Copy the result of filtering the entries below for lines that include the string "OrderRow".

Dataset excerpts
..............................

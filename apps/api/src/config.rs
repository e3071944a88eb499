//! API configuration module.
//!
//! Configuration is loaded from environment variables with fallback to defaults.

use std::env;
use std::path::PathBuf;
use std::str::FromStr;
use std::time::Duration;

use taquilla_db::DbConfig;
use taquilla_engine::config::DEFAULT_ADMISSION_WINDOW;
use taquilla_engine::EngineConfig;
use taquilla_core::{
    DEFAULT_MAX_TICKETS_PER_CLIENT, DEFAULT_STALE_TURN_SECS, DEFAULT_SWEEP_INTERVAL_SECS,
};

/// API configuration.
#[derive(Debug, Clone)]
pub struct ApiConfig {
    /// HTTP server port
    pub http_port: u16,

    /// SQLite database file
    pub database_path: PathBuf,

    /// Connection pool size
    pub db_max_connections: u32,

    /// How long a write waits behind another writer
    pub db_busy_timeout_ms: u64,

    /// Heartbeat age after which a turn is evicted
    pub stale_turn_secs: u64,

    /// Cadence of the stale-turn sweep
    pub sweep_interval_secs: u64,

    /// Per-event ticket limit per client
    pub max_tickets_per_client: i64,

    /// Head-of-queue positions allowed to place orders
    pub admission_window: i64,

    /// Require a queue turn within the window to place orders
    pub require_admission: bool,

    /// Run the sweeper on this instance
    pub run_sweeper: bool,
}

impl ApiConfig {
    /// Load configuration from environment variables.
    pub fn load() -> Result<Self, ConfigError> {
        Self::from_lookup(|key| env::var(key).ok())
    }

    /// Builds the configuration from any key lookup.
    pub fn from_lookup<F>(lookup: F) -> Result<Self, ConfigError>
    where
        F: Fn(&str) -> Option<String>,
    {
        let config = ApiConfig {
            http_port: parse(&lookup, "HTTP_PORT", 8080)?,
            database_path: lookup("DATABASE_PATH")
                .map(PathBuf::from)
                .unwrap_or_else(|| PathBuf::from("taquilla.db")),
            db_max_connections: parse(&lookup, "DB_MAX_CONNECTIONS", 5)?,
            db_busy_timeout_ms: parse(&lookup, "DB_BUSY_TIMEOUT_MS", 5_000)?,
            stale_turn_secs: parse(&lookup, "STALE_TURN_SECS", DEFAULT_STALE_TURN_SECS)?,
            sweep_interval_secs: parse(&lookup, "SWEEP_INTERVAL_SECS", DEFAULT_SWEEP_INTERVAL_SECS)?,
            max_tickets_per_client: parse(
                &lookup,
                "MAX_TICKETS_PER_CLIENT",
                DEFAULT_MAX_TICKETS_PER_CLIENT,
            )?,
            admission_window: parse(&lookup, "ADMISSION_WINDOW", DEFAULT_ADMISSION_WINDOW)?,
            require_admission: parse(&lookup, "REQUIRE_ADMISSION", true)?,
            run_sweeper: parse(&lookup, "RUN_SWEEPER", true)?,
        };

        if config.db_max_connections == 0 {
            return Err(ConfigError::InvalidValue("DB_MAX_CONNECTIONS".to_string()));
        }
        if config.sweep_interval_secs == 0 {
            return Err(ConfigError::InvalidValue("SWEEP_INTERVAL_SECS".to_string()));
        }
        if config.max_tickets_per_client < 1 {
            return Err(ConfigError::InvalidValue("MAX_TICKETS_PER_CLIENT".to_string()));
        }
        if config.admission_window < 1 {
            return Err(ConfigError::InvalidValue("ADMISSION_WINDOW".to_string()));
        }

        Ok(config)
    }

    pub fn db_config(&self) -> DbConfig {
        DbConfig::new(self.database_path.clone())
            .max_connections(self.db_max_connections)
            .busy_timeout(Duration::from_millis(self.db_busy_timeout_ms))
    }

    pub fn engine_config(&self) -> EngineConfig {
        EngineConfig::default()
            .stale_turn_secs(self.stale_turn_secs)
            .sweep_interval_secs(self.sweep_interval_secs)
            .max_tickets_per_client(self.max_tickets_per_client)
            .admission_window(self.admission_window)
            .run_sweeper(self.run_sweeper)
    }
}

fn parse<F, T>(lookup: &F, key: &str, default: T) -> Result<T, ConfigError>
where
    F: Fn(&str) -> Option<String>,
    T: FromStr,
{
    match lookup(key) {
        Some(raw) => raw
            .trim()
            .parse()
            .map_err(|_| ConfigError::InvalidValue(key.to_string())),
        None => Ok(default),
    }
}

/// Configuration error types.
#[derive(Debug, thiserror::Error)]
pub enum ConfigError {
    #[error("Invalid value for {0}")]
    InvalidValue(String),
}

#[cfg(test)]
mod tests {
    use super::*;
    use std::collections::HashMap;

    fn load(vars: &[(&str, &str)]) -> Result<ApiConfig, ConfigError> {
        let vars: HashMap<String, String> = vars
            .iter()
            .map(|(k, v)| (k.to_string(), v.to_string()))
            .collect();
        ApiConfig::from_lookup(|key| vars.get(key).cloned())
    }

    #[test]
    fn test_defaults() {
        let config = load(&[]).unwrap();
        assert_eq!(config.http_port, 8080);
        assert_eq!(config.database_path, PathBuf::from("taquilla.db"));
        assert_eq!(config.stale_turn_secs, 60);
        assert_eq!(config.max_tickets_per_client, 4);
        assert_eq!(config.admission_window, 1);
        assert!(config.require_admission);
        assert!(config.run_sweeper);
    }

    #[test]
    fn test_overrides_flow_into_engine_config() {
        let config = load(&[
            ("HTTP_PORT", "9000"),
            ("STALE_TURN_SECS", "30"),
            ("ADMISSION_WINDOW", "25"),
            ("RUN_SWEEPER", "false"),
        ])
        .unwrap();
        assert_eq!(config.http_port, 9000);
        assert_eq!(config.db_config().busy_timeout, Duration::from_secs(5));

        let engine = config.engine_config();
        assert_eq!(engine.stale_turn_secs, 30);
        assert_eq!(engine.admission_window, 25);
        assert!(!engine.run_sweeper);
    }

    #[test]
    fn test_invalid_values() {
        assert!(matches!(
            load(&[("HTTP_PORT", "eighty")]),
            Err(ConfigError::InvalidValue(key)) if key == "HTTP_PORT"
        ));
        assert!(load(&[("ADMISSION_WINDOW", "0")]).is_err());
        assert!(load(&[("REQUIRE_ADMISSION", "maybe")]).is_err());
    }
}
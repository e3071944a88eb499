//! Embedded schema migrations.
//!
//! `migrations/sqlite/` at the workspace root is compiled into the binary.
//! Every instance applies pending files when it opens the database; sqlx
//! records each one in `_sqlx_migrations`, so concurrent starts against the
//! same file apply a migration once.
//!
//! Files are `NNN_description.sql` and are never edited after release. The
//! named constraints in them (`zone_within_capacity`,
//! `points_balance_non_negative`) are matched by [`crate::error`].

use sqlx::SqlitePool;
use tracing::info;

use crate::error::DbResult;

static MIGRATOR: sqlx::migrate::Migrator = sqlx::migrate!("../../migrations/sqlite");

/// Applies every migration not yet recorded. Idempotent.
pub async fn run_migrations(pool: &SqlitePool) -> DbResult<()> {
    MIGRATOR.run(pool).await?;
    info!(embedded = MIGRATOR.migrations.len(), "Schema up to date");
    Ok(())
}

#[cfg(test)]
mod tests {
    use super::*;
    use crate::pool::{Database, DbConfig};

    #[tokio::test]
    async fn test_reopening_applies_nothing_new() {
        let db = Database::new(DbConfig::in_memory()).await.unwrap();
        run_migrations(&db.pool).await.unwrap();

        let applied: i64 = sqlx::query_scalar("SELECT COUNT(*) FROM _sqlx_migrations")
            .fetch_one(&db.pool)
            .await
            .unwrap();
        assert_eq!(applied as usize, MIGRATOR.migrations.len());

        let tables: i64 = sqlx::query_scalar(
            "SELECT COUNT(*) FROM sqlite_master WHERE type = 'table' AND name IN \
             ('events', 'zones', 'tariffs', 'queues', 'turns', 'orders', 'order_lines', 'client_points')",
        )
        .fetch_one(&db.pool)
        .await
        .unwrap();
        assert_eq!(tables, 8);
    }
}
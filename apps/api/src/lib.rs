//! # Taquilla API
//!
//! HTTP server for the waiting room and ticket orders.
//!
//! ## Architecture
//! ```text
//! ┌─────────────────────────────────────────────────────────────────────────┐
//! │                         API Routes                                      │
//! │                                                                         │
//! │  ┌──────────────────────────────┐  ┌──────────────────────────────────┐│
//! │  │  Waiting room                │  │  Orders                          ││
//! │  │                              │  │                                  ││
//! │  │ • POST   /queues/{event}     │  │ • POST  /orders                  ││
//! │  │ • POST   …/{event}/close     │  │                                  ││
//! │  │ • POST   …/{event}/turns     │  │ • GET   /orders/{id}             ││
//! │  │ • GET    …/turns/{client}    │  │ • PATCH /orders/{id}/confirm-*   ││
//! │  │ • POST   …/{client}/heartbeat│  │ • GET   /events/{id}/pricing     ││
//! │  │ • DELETE …/turns/{client}    │  │                                  ││
//! │  └──────────────────────────────┘  └──────────────────────────────────┘│
//! │                                                                         │
//! │  GET /health                                                            │
//! └─────────────────────────────────────────────────────────────────────────┘
//! ```
//!
//! ## Configuration
//! Environment variables:
//! - `HTTP_PORT` - HTTP server port (default: 8080)
//! - `DATABASE_PATH` - SQLite file (default: taquilla.db)
//! - `DB_MAX_CONNECTIONS` - pool size (default: 5)
//! - `DB_BUSY_TIMEOUT_MS` - writer wait on a locked database (default: 5000)
//! - `STALE_TURN_SECS` - heartbeat age before eviction (default: 60)
//! - `SWEEP_INTERVAL_SECS` - sweep cadence (default: 60)
//! - `MAX_TICKETS_PER_CLIENT` - per-event limit (default: 4)
//! - `ADMISSION_WINDOW` - positions allowed to buy (default: 1)
//! - `REQUIRE_ADMISSION` - gate orders on the queue (default: true)
//! - `RUN_SWEEPER` - run the stale-turn sweeper here (default: true)

pub mod config;
pub mod error;
pub mod extract;
pub mod routes;

use std::sync::Arc;

use axum::routing::{get, patch, post};
use axum::Router;
use taquilla_core::{Clock, SystemClock};
use taquilla_db::Database;
use taquilla_engine::{EngineConfig, OrderService, QueueService};

// Re-exports
pub use config::ApiConfig;
pub use error::ApiError;

/// Shared application state.
#[derive(Clone)]
pub struct AppState {
    pub db: Database,
    pub queues: Arc<QueueService>,
    pub orders: Arc<OrderService>,
}

impl AppState {
    /// Builds both services over `db`. With `require_admission`, orders are
    /// gated on the client's queue position.
    pub fn new(
        db: Database,
        clock: Arc<dyn Clock>,
        engine: EngineConfig,
        require_admission: bool,
    ) -> Self {
        let store = Arc::new(db.clone());

        let queues = Arc::new(QueueService::new(
            store.clone(),
            store.clone(),
            clock.clone(),
            engine.clone(),
        ));

        let mut orders = OrderService::new(store.clone(), store, clock, engine);
        if require_admission {
            orders = orders.with_gate(queues.clone());
        }

        AppState {
            db,
            queues,
            orders: Arc::new(orders),
        }
    }

    /// State for the running server, on the system clock.
    pub fn from_config(db: Database, config: &ApiConfig) -> Self {
        Self::new(
            db,
            Arc::new(SystemClock),
            config.engine_config(),
            config.require_admission,
        )
    }
}

/// The full HTTP surface.
pub fn router(state: AppState) -> Router {
    Router::new()
        .route("/health", get(routes::health))
        // The first segment is an event id for create/join and a queue id
        // below `/turns/{client_id}`.
        .route("/queues/{id}", post(routes::create_queue))
        .route("/queues/{id}/close", post(routes::close_queue))
        .route("/queues/{id}/turns", post(routes::join_queue))
        .route(
            "/queues/{id}/turns/{client_id}",
            get(routes::get_position).delete(routes::leave_queue),
        )
        .route(
            "/queues/{id}/turns/{client_id}/heartbeat",
            post(routes::heartbeat),
        )
        .route("/orders", post(routes::place_order))
        .route("/orders/{id}", get(routes::get_order))
        .route("/orders/{id}/confirm-standard", patch(routes::confirm_standard))
        .route("/orders/{id}/confirm-preventa", patch(routes::confirm_preventa))
        .route("/events/{id}/pricing", get(routes::event_pricing))
        .with_state(state)
}
//! # Order Repository
//!
//! Database operations for orders, order lines, and the transaction that
//! places or confirms an order.
//!
//! ## Order Lifecycle
//! ```text
//! ┌─────────────────────────────────────────────────────────────────────────┐
//! │                       Order Lifecycle                                   │
//! │                                                                         │
//! │  1. PLACE (one OrderTx)                                                │
//! │     └── insert_order()   → takes the SQLite writer lock first          │
//! │     └── tickets_held()   → per-client limit, includes this order       │
//! │     └── reserve_seats()  → guarded purchased_count bump per line       │
//! │     └── insert_line()    → price frozen on the line                    │
//! │     └── commit()                                                       │
//! │                                                                         │
//! │  2. CONFIRM (one OrderTx)                                              │
//! │     └── complete_order() → pending → completed, guarded                │
//! │     └── credit_points() / debit_points()                               │
//! │     └── commit()                                                       │
//! │                                                                         │
//! │  Any failure → rollback(): stock, status and points stay untouched.    │
//! └─────────────────────────────────────────────────────────────────────────┘
//! ```
//!
//! ## Why write first?
//! A deferred SQLite transaction that reads before writing can fail with
//! `SQLITE_BUSY` when it tries to upgrade its snapshot. Every `OrderTx`
//! opens with a write, so concurrent placements queue on the writer lock
//! (bounded by `busy_timeout`) and each one sees the committed stock of
//! the previous one.

use chrono::{DateTime, Utc};
use sqlx::{Sqlite, SqlitePool, Transaction};
use tracing::debug;

use super::{from_millis, to_millis};
use crate::error::{DbError, DbResult};
use taquilla_core::{Order, OrderDetails, OrderLine, OrderStatus, TariffKind, Zone};

// =============================================================================
// Row Types
// =============================================================================

#[derive(Debug, sqlx::FromRow)]
struct OrderRow {
    id: String,
    client_id: String,
    event_id: String,
    status: OrderStatus,
    total_cents: i64,
    ticket_count: i64,
    created_at: i64,
    completed_at: Option<i64>,
}

impl TryFrom<OrderRow> for Order {
    type Error = DbError;

    fn try_from(row: OrderRow) -> DbResult<Self> {
        Ok(Order {
            id: row.id,
            client_id: row.client_id,
            event_id: row.event_id,
            status: row.status,
            total_cents: row.total_cents,
            ticket_count: row.ticket_count,
            created_at: from_millis("orders.created_at", row.created_at)?,
            completed_at: row
                .completed_at
                .map(|ms| from_millis("orders.completed_at", ms))
                .transpose()?,
        })
    }
}

#[derive(Debug, sqlx::FromRow)]
struct OrderLineRow {
    id: String,
    order_id: String,
    zone_id: String,
    quantity: i64,
    unit_price_cents: i64,
    tariff_kind: TariffKind,
    subtotal_cents: i64,
    attendee_ids: String,
}

impl TryFrom<OrderLineRow> for OrderLine {
    type Error = DbError;

    fn try_from(row: OrderLineRow) -> DbResult<Self> {
        Ok(OrderLine {
            id: row.id,
            order_id: row.order_id,
            zone_id: row.zone_id,
            quantity: row.quantity,
            unit_price_cents: row.unit_price_cents,
            tariff_kind: row.tariff_kind,
            subtotal_cents: row.subtotal_cents,
            attendee_ids: serde_json::from_str(&row.attendee_ids)?,
        })
    }
}

const SELECT_ORDER: &str = r#"
    SELECT id, client_id, event_id, status, total_cents, ticket_count,
           created_at, completed_at
    FROM orders
    WHERE id = ?1
"#;

const SELECT_LINES: &str = r#"
    SELECT id, order_id, zone_id, quantity, unit_price_cents, tariff_kind,
           subtotal_cents, attendee_ids
    FROM order_lines
    WHERE order_id = ?1
    ORDER BY position
"#;

const SELECT_TICKETS_HELD: &str = r#"
    SELECT COALESCE(SUM(ticket_count), 0)
    FROM orders
    WHERE client_id = ?1 AND event_id = ?2
      AND status IN ('pending', 'completed')
"#;

// =============================================================================
// Repository
// =============================================================================

/// Repository for order reads and for opening order transactions.
#[derive(Debug, Clone)]
pub struct OrderRepository {
    pool: SqlitePool,
}

impl OrderRepository {
    /// Creates a new OrderRepository.
    pub fn new(pool: SqlitePool) -> Self {
        OrderRepository { pool }
    }

    /// Opens a transaction for placing or confirming an order.
    pub async fn begin(&self) -> DbResult<OrderTx> {
        let tx = self
            .pool
            .begin()
            .await
            .map_err(|e| DbError::TransactionFailed(e.to_string()))?;
        Ok(OrderTx { tx })
    }

    /// Gets an order by ID.
    pub async fn get_by_id(&self, id: &str) -> DbResult<Option<Order>> {
        let row: Option<OrderRow> = sqlx::query_as(SELECT_ORDER)
            .bind(id)
            .fetch_optional(&self.pool)
            .await?;

        row.map(Order::try_from).transpose()
    }

    /// Gets all lines of an order, in placement order.
    pub async fn get_lines(&self, order_id: &str) -> DbResult<Vec<OrderLine>> {
        let rows: Vec<OrderLineRow> = sqlx::query_as(SELECT_LINES)
            .bind(order_id)
            .fetch_all(&self.pool)
            .await?;

        rows.into_iter().map(OrderLine::try_from).collect()
    }

    /// Gets an order together with its lines.
    pub async fn get_details(&self, id: &str) -> DbResult<Option<OrderDetails>> {
        let Some(order) = self.get_by_id(id).await? else {
            return Ok(None);
        };
        let lines = self.get_lines(id).await?;
        Ok(Some(OrderDetails { order, lines }))
    }

    /// Tickets a client holds for an event in pending or completed orders.
    pub async fn tickets_held(&self, client_id: &str, event_id: &str) -> DbResult<i64> {
        let held: i64 = sqlx::query_scalar(SELECT_TICKETS_HELD)
            .bind(client_id)
            .bind(event_id)
            .fetch_one(&self.pool)
            .await?;

        Ok(held)
    }
}

// =============================================================================
// Order Transaction
// =============================================================================

/// One order placement or confirmation, all-or-nothing.
///
/// Dropping an `OrderTx` without calling [`commit`](OrderTx::commit) rolls
/// it back.
pub struct OrderTx {
    tx: Transaction<'static, Sqlite>,
}

impl OrderTx {
    /// Inserts the order header.
    pub async fn insert_order(&mut self, order: &Order) -> DbResult<()> {
        debug!(id = %order.id, client_id = %order.client_id, event_id = %order.event_id, "Inserting order");

        sqlx::query(
            r#"
            INSERT INTO orders (
                id, client_id, event_id, status,
                total_cents, ticket_count, created_at, completed_at
            ) VALUES (?1, ?2, ?3, ?4, ?5, ?6, ?7, ?8)
            "#,
        )
        .bind(&order.id)
        .bind(&order.client_id)
        .bind(&order.event_id)
        .bind(order.status)
        .bind(order.total_cents)
        .bind(order.ticket_count)
        .bind(to_millis(order.created_at))
        .bind(order.completed_at.map(to_millis))
        .execute(&mut *self.tx)
        .await?;

        Ok(())
    }

    /// Tickets a client holds for an event, as seen by this transaction.
    pub async fn tickets_held(&mut self, client_id: &str, event_id: &str) -> DbResult<i64> {
        let held: i64 = sqlx::query_scalar(SELECT_TICKETS_HELD)
            .bind(client_id)
            .bind(event_id)
            .fetch_one(&mut *self.tx)
            .await?;

        Ok(held)
    }

    /// Takes `quantity` seats from a zone if they are still available.
    ///
    /// Returns false, changing nothing, when the zone would go over
    /// capacity.
    pub async fn reserve_seats(&mut self, zone_id: &str, quantity: i64) -> DbResult<bool> {
        let result = sqlx::query(
            r#"
            UPDATE zones
            SET purchased_count = purchased_count + ?2
            WHERE id = ?1 AND purchased_count + ?2 <= capacity
            "#,
        )
        .bind(zone_id)
        .bind(quantity)
        .execute(&mut *self.tx)
        .await?;

        Ok(result.rows_affected() == 1)
    }

    /// Reads a zone inside the transaction.
    pub async fn zone(&mut self, zone_id: &str) -> DbResult<Option<Zone>> {
        let row: Option<(String, String, String, i64, i64)> = sqlx::query_as(
            r#"
            SELECT id, event_id, name, capacity, purchased_count
            FROM zones
            WHERE id = ?1
            "#,
        )
        .bind(zone_id)
        .fetch_optional(&mut *self.tx)
        .await?;

        Ok(row.map(|(id, event_id, name, capacity, purchased_count)| Zone {
            id,
            event_id,
            name,
            capacity,
            purchased_count,
        }))
    }

    /// Inserts an order line. `position` keeps lines in request order.
    pub async fn insert_line(&mut self, line: &OrderLine, position: i64) -> DbResult<()> {
        let attendees = serde_json::to_string(&line.attendee_ids)?;

        sqlx::query(
            r#"
            INSERT INTO order_lines (
                id, order_id, zone_id, quantity, unit_price_cents,
                tariff_kind, subtotal_cents, attendee_ids, position
            ) VALUES (?1, ?2, ?3, ?4, ?5, ?6, ?7, ?8, ?9)
            "#,
        )
        .bind(&line.id)
        .bind(&line.order_id)
        .bind(&line.zone_id)
        .bind(line.quantity)
        .bind(line.unit_price_cents)
        .bind(line.tariff_kind)
        .bind(line.subtotal_cents)
        .bind(attendees)
        .bind(position)
        .execute(&mut *self.tx)
        .await?;

        Ok(())
    }

    /// Moves a pending order to completed.
    ///
    /// Returns false when the order is missing or already completed.
    pub async fn complete_order(&mut self, order_id: &str, at: DateTime<Utc>) -> DbResult<bool> {
        let result = sqlx::query(
            r#"
            UPDATE orders SET status = 'completed', completed_at = ?2
            WHERE id = ?1 AND status = 'pending'
            "#,
        )
        .bind(order_id)
        .bind(to_millis(at))
        .execute(&mut *self.tx)
        .await?;

        Ok(result.rows_affected() == 1)
    }

    /// Reads an order inside the transaction.
    pub async fn order(&mut self, order_id: &str) -> DbResult<Option<Order>> {
        let row: Option<OrderRow> = sqlx::query_as(SELECT_ORDER)
            .bind(order_id)
            .fetch_optional(&mut *self.tx)
            .await?;

        row.map(Order::try_from).transpose()
    }

    /// Reads an order's lines inside the transaction.
    pub async fn lines(&mut self, order_id: &str) -> DbResult<Vec<OrderLine>> {
        let rows: Vec<OrderLineRow> = sqlx::query_as(SELECT_LINES)
            .bind(order_id)
            .fetch_all(&mut *self.tx)
            .await?;

        rows.into_iter().map(OrderLine::try_from).collect()
    }

    /// Current points balance as seen by this transaction.
    pub async fn points_balance(&mut self, client_id: &str) -> DbResult<i64> {
        let balance: Option<i64> =
            sqlx::query_scalar("SELECT balance FROM client_points WHERE client_id = ?1")
                .bind(client_id)
                .fetch_optional(&mut *self.tx)
                .await?;

        Ok(balance.unwrap_or(0))
    }

    /// Adds points, creating the balance row if needed. Returns the new balance.
    pub async fn credit_points(
        &mut self,
        client_id: &str,
        points: i64,
        at: DateTime<Utc>,
    ) -> DbResult<i64> {
        sqlx::query(
            r#"
            INSERT INTO client_points (client_id, balance, updated_at)
            VALUES (?1, ?2, ?3)
            ON CONFLICT (client_id) DO UPDATE SET
                balance = balance + excluded.balance,
                updated_at = excluded.updated_at
            "#,
        )
        .bind(client_id)
        .bind(points)
        .bind(to_millis(at))
        .execute(&mut *self.tx)
        .await?;

        self.points_balance(client_id).await
    }

    /// Removes points if the balance covers them.
    ///
    /// Returns the new balance, or `None` (balance untouched) when it is
    /// insufficient.
    pub async fn debit_points(
        &mut self,
        client_id: &str,
        points: i64,
        at: DateTime<Utc>,
    ) -> DbResult<Option<i64>> {
        if points == 0 {
            return self.points_balance(client_id).await.map(Some);
        }

        let result = sqlx::query(
            r#"
            UPDATE client_points
            SET balance = balance - ?2, updated_at = ?3
            WHERE client_id = ?1 AND balance >= ?2
            "#,
        )
        .bind(client_id)
        .bind(points)
        .bind(to_millis(at))
        .execute(&mut *self.tx)
        .await?;

        if result.rows_affected() == 0 {
            return Ok(None);
        }

        self.points_balance(client_id).await.map(Some)
    }

    /// Commits the transaction.
    pub async fn commit(self) -> DbResult<()> {
        self.tx
            .commit()
            .await
            .map_err(|e| DbError::TransactionFailed(e.to_string()))
    }

    /// Rolls the transaction back.
    pub async fn rollback(self) -> DbResult<()> {
        self.tx
            .rollback()
            .await
            .map_err(|e| DbError::TransactionFailed(e.to_string()))
    }
}

// =============================================================================
// Unit Tests
// =============================================================================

..............................

_RESULT FOR THIS TASK_
struct OrderRow {
impl TryFrom<OrderRow> for Order {
    fn try_from(row: OrderRow) -> DbResult<Self> {
        let row: Option<OrderRow> = sqlx::query_as(SELECT_ORDER)
        let row: Option<OrderRow> = sqlx::query_as(SELECT_ORDER)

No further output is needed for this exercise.